= Required work =
Go through the listing below. Copy each line that has the string "move".

☆ ☆ ☆ ☆ ☆ ☆ ☆

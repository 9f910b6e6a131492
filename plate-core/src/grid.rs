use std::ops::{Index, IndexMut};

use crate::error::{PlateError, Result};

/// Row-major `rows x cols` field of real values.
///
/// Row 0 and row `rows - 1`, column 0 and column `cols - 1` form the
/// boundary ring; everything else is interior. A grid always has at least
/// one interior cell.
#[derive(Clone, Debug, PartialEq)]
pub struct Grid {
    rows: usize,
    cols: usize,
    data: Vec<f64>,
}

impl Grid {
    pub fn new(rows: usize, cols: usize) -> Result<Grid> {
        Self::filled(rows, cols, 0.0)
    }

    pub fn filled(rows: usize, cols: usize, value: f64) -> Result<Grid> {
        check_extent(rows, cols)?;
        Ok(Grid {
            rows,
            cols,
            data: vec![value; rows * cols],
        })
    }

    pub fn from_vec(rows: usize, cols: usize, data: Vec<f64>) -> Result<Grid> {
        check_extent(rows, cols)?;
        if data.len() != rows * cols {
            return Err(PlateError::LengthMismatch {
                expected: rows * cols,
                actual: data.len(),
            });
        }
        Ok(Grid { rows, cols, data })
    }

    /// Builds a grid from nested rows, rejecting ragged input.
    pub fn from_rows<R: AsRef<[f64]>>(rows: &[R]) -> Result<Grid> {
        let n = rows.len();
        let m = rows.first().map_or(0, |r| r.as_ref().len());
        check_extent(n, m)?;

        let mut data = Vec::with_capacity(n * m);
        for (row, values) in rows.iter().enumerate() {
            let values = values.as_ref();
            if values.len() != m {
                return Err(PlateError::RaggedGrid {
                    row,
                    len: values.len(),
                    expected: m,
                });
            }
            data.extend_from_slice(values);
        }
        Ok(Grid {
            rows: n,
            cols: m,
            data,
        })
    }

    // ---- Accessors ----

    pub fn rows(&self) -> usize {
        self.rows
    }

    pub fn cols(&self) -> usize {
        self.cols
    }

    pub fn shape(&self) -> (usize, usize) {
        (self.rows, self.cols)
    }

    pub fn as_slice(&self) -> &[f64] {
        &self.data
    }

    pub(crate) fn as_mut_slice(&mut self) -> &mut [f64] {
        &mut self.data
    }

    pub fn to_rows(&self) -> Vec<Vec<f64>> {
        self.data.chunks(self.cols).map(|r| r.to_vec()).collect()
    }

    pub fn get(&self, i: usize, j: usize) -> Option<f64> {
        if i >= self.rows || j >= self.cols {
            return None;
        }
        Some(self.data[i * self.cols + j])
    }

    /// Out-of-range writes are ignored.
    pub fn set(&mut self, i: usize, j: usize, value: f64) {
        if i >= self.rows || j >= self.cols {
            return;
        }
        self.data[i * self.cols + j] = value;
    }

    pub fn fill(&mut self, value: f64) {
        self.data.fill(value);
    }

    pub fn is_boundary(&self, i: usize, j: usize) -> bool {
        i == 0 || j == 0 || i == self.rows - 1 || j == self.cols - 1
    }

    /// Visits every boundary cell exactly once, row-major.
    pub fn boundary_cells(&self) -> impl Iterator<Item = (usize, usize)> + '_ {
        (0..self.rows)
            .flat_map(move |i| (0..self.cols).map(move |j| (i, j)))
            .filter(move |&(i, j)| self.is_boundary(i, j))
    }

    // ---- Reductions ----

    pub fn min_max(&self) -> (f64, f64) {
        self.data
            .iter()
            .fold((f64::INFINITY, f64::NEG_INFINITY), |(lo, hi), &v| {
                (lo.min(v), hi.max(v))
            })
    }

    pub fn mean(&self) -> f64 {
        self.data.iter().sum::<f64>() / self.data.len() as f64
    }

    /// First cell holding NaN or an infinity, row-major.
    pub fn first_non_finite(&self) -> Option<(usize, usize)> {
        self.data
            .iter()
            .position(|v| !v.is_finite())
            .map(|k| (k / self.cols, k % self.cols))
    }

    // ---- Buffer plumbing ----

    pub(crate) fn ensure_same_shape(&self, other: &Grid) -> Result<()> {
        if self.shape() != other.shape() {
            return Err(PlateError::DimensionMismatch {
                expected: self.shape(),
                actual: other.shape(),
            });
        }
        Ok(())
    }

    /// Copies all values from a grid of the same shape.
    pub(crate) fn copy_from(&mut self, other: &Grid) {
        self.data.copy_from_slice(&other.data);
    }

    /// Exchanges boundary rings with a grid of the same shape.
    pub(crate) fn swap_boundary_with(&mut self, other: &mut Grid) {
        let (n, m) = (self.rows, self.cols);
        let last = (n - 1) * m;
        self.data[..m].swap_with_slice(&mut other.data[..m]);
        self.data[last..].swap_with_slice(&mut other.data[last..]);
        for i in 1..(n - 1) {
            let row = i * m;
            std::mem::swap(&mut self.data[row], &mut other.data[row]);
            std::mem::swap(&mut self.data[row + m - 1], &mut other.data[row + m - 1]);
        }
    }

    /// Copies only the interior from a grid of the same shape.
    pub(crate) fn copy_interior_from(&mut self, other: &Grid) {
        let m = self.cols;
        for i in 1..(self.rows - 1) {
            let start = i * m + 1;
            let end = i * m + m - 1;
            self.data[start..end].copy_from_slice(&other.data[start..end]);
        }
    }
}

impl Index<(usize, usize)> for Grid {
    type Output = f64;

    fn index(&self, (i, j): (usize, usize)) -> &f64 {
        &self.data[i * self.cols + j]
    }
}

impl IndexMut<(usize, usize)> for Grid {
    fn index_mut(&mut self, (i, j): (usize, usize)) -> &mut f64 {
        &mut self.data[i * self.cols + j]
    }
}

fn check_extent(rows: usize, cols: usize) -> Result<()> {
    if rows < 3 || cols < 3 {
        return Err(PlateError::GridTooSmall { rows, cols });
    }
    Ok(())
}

☆ ☆ ☆ ☆ ☆ ☆ ☆

= Response =
            .flat_map(move |i| (0..self.cols).map(move |j| (i, j)))
            .filter(move |&(i, j)| self.is_boundary(i, j))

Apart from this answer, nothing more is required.